Va sottolineato che la parola transumanza è stata introdotta da un abate francese alla fine del Settecento, poi, agli inizi del Novecento, sono stati i geografi francesi a utilizzarlo in modo scientifico. Da noi si è affermata solo negli anni Settanta del Novecento.

“Ma la transumanza  – prosegue Rotellini – si è praticata da sempre, anche senza che ci fosse un nome ad indicarla, perché con questi numeri di capi, la pastorizia su a Campo Imperatore doveva per forza di cose prevedere un trasferimento in autunno delle greggi in territori caldi, dove non nevicava, come appunto, in questo caso, il tavoliere delle Puglie. Alternative non ce ne erano, mica si potevano costruire stalle per 2,5 milioni pecore…”.

Anche un tempo c’erano gare per affittare i pascoli, e a differenza di oggi non imperversava la speculazione dei titoli Agea, che consentono a “pastori solo sulla carta” lautissimi guadagni a valere sui fondi europei, società spesso di altre regioni e che non sono tenute a produrre carne, formaggio, latte e lana, in quanto la discutibile ratio del finanziamento è legata essenzialmente alla conservazione e manutenzione dei pascoli.

“Le aste per gli affitti erano a rilancio fino a quando una candela non si consumava completamente – spiega lo storico -. Avveniva a primavera, quando si poteva capire l’andamento della stagione, in base all’esito della transumanza in Puglia, alla mortalità dei capi e ad altri fattori che incidevano sul valore del pascolo E con i proventi degli affitti, le università potevano ridurre le tasse da versare al sovrano, in alcuni casi venivano annullate le multe a carico dei cittadini”.

La grangia di Santa Maria del Monte, prospera fino all’inizio del ‘400, fu poi abbandonata, divenne rudere e non fu mai più ricostruita, vinta dalla concorrenza dei grandi armentari delle città, nuovi centri di potere, e per il fatale tramonto dell’epoca dei cistercensi e del loro modello economico di frontiera.

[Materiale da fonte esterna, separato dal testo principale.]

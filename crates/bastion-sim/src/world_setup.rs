//! Entity spawn factories.
//!
//! Creates enemies, towers, and projectiles with their component bundles.
//! Kind-specific behavior is attached as capability components taken from
//! the catalog stats.

use std::sync::Arc;

use glam::DVec3;
use hecs::{Entity, World};
use rand::Rng;
use rand_chacha::ChaCha8Rng;

use bastion_core::catalog::{Catalog, EnemyStats, Resolution, TowerStats};
use bastion_core::components::*;
use bastion_core::constants::PROJECTILE_LIFETIME_SECS;
use bastion_core::enums::*;
use bastion_core::error::SpawnError;
use bastion_core::types::{CellCoord, Countdown, EnemyHandle, Position, TowerHandle};
use bastion_grid::Grid;

use crate::registry;
use crate::systems::wave_spawner::EnemySpawner;

/// Spawn an enemy at the start of `path`.
pub fn spawn_enemy(
    world: &mut World,
    kind: EnemyKind,
    stats: &EnemyStats,
    path: Arc<[DVec3]>,
) -> Entity {
    let start = path.first().copied().unwrap_or(DVec3::ZERO);
    let state = EnemyState {
        kind,
        phase: EnemyPhase::Spawned,
        health: stats.max_health,
        max_health: stats.max_health,
        base_speed: stats.speed,
        contact_damage: stats.contact_damage,
        bounty: stats.bounty,
        score_value: stats.score_value,
        damage_resistance: stats.damage_resistance,
    };
    let effects = StatusEffects {
        slow: None,
        boost: stats.speed_boost.map(BoostCycle::new),
    };

    let entity = world.spawn((Position(start), state, PathFollower::new(path), effects));
    if let Some(splash) = stats.death_splash {
        let _ = world.insert_one(entity, Splash(splash));
    }
    if let Some(attack) = stats.tower_attack {
        let _ = world.insert_one(entity, TowerAssault::new(attack));
    }
    entity
}

/// Spawn a tower on `cell`. The first shot comes one full fire interval
/// after the tower starts engaging.
pub fn spawn_tower(
    world: &mut World,
    kind: TowerKind,
    stats: &TowerStats,
    cell: CellCoord,
    position: DVec3,
) -> Entity {
    let state = TowerState {
        kind,
        phase: TowerPhase::Idle,
        cell,
        target: None,
        cooldown: Countdown::from_secs(stats.fire_interval_secs()),
        stun: Countdown::expired(),
        health: stats.max_health,
        max_health: stats.max_health,
        facing: DVec3::X,
    };
    let armament = Armament {
        range: stats.range,
        fire_rate: stats.fire_rate,
        damage: stats.damage,
        attack: stats.attack,
        critical: stats.critical,
    };
    world.spawn((Position(position), state, armament))
}

/// Launch a projectile from `origin` at `target`.
pub fn spawn_projectile(
    world: &mut World,
    origin: DVec3,
    source: TowerHandle,
    target: EnemyHandle,
    speed: f64,
    damage: u32,
    resolution: Resolution,
) -> Entity {
    world.spawn((
        Position(origin),
        Projectile {
            source,
            target,
            speed,
            damage,
            resolution,
            lifetime: Countdown::from_secs(PROJECTILE_LIFETIME_SECS),
        },
    ))
}

/// Spawns wave enemies into the world at a randomly chosen spawn point.
pub struct WorldSpawner<'a> {
    pub world: &'a mut World,
    pub grid: &'a Grid,
    pub catalog: &'a Catalog,
    pub rng: &'a mut ChaCha8Rng,
}

impl EnemySpawner for WorldSpawner<'_> {
    fn spawn(&mut self, kind: EnemyKind) -> Result<EnemyHandle, SpawnError> {
        let spawn_points = self.grid.spawn_points();
        if spawn_points.is_empty() {
            return Err(SpawnError::NoSpawnPoints);
        }
        let spawn = spawn_points[self.rng.gen_range(0..spawn_points.len())];
        let path = self.grid.path_from(spawn).ok_or(SpawnError::NoPath(spawn))?;
        let stats = self
            .catalog
            .enemy(kind)
            .map_err(|_| SpawnError::UnknownEnemyKind(kind))?;
        let entity = spawn_enemy(self.world, kind, stats, path);
        Ok(registry::enemy_handle(entity))
    }
}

Le pietre ora levigate dal vento e marezzate dai licheni, raccontano dunque anche un’altra storia, quella del declino della pastorizia e della civiltà della transumanza.

“Una data da ricordare è quella del 1611 – spiega a tal proposito Rotellini -. Ci fu infatti una grande nevicata sul tavoliere delle Puglie, che coprì per vari giorni i prati dove pascolavano anche le pecore abruzzesi. Una catastrofe, morirono 1,8 milioni di capi, i due terzi del totale. I pastori tornarono a piedi e da soli dai loro paesi, alcuni di loro si suicidarono, le famiglie piombarono nella miseria più nera. E accadde anche che molti grandi armentari, in particolare dell’Aquila, decisero di non investire più in una attività così rischiosa. Quasi tutti smisero di fare transumanza, abbandonarono la pastorizia, e si dedicarono ad altre forme di business. E i grandi armentari rimasero quelli del contado, come i potentissimi Cappelli di San Demetrio, con i loro quasi 20mila capi”.  E con in media dai 2.000 a i 5.000 capi anche i Palitti di Roio, i Colananni e i Cocciante di Rocca di Mezzo, i Ciarrocca di S. Stefano di Sessanio, i Frasca di Calascio, i Cialente di Lucoli, i Brancadoro, i Mucciante, i Sulli e i D’Angelo di Castel del Monte. Nell’Ottocento ripresero comunque l’attività anche i Rivera dell’Aquila.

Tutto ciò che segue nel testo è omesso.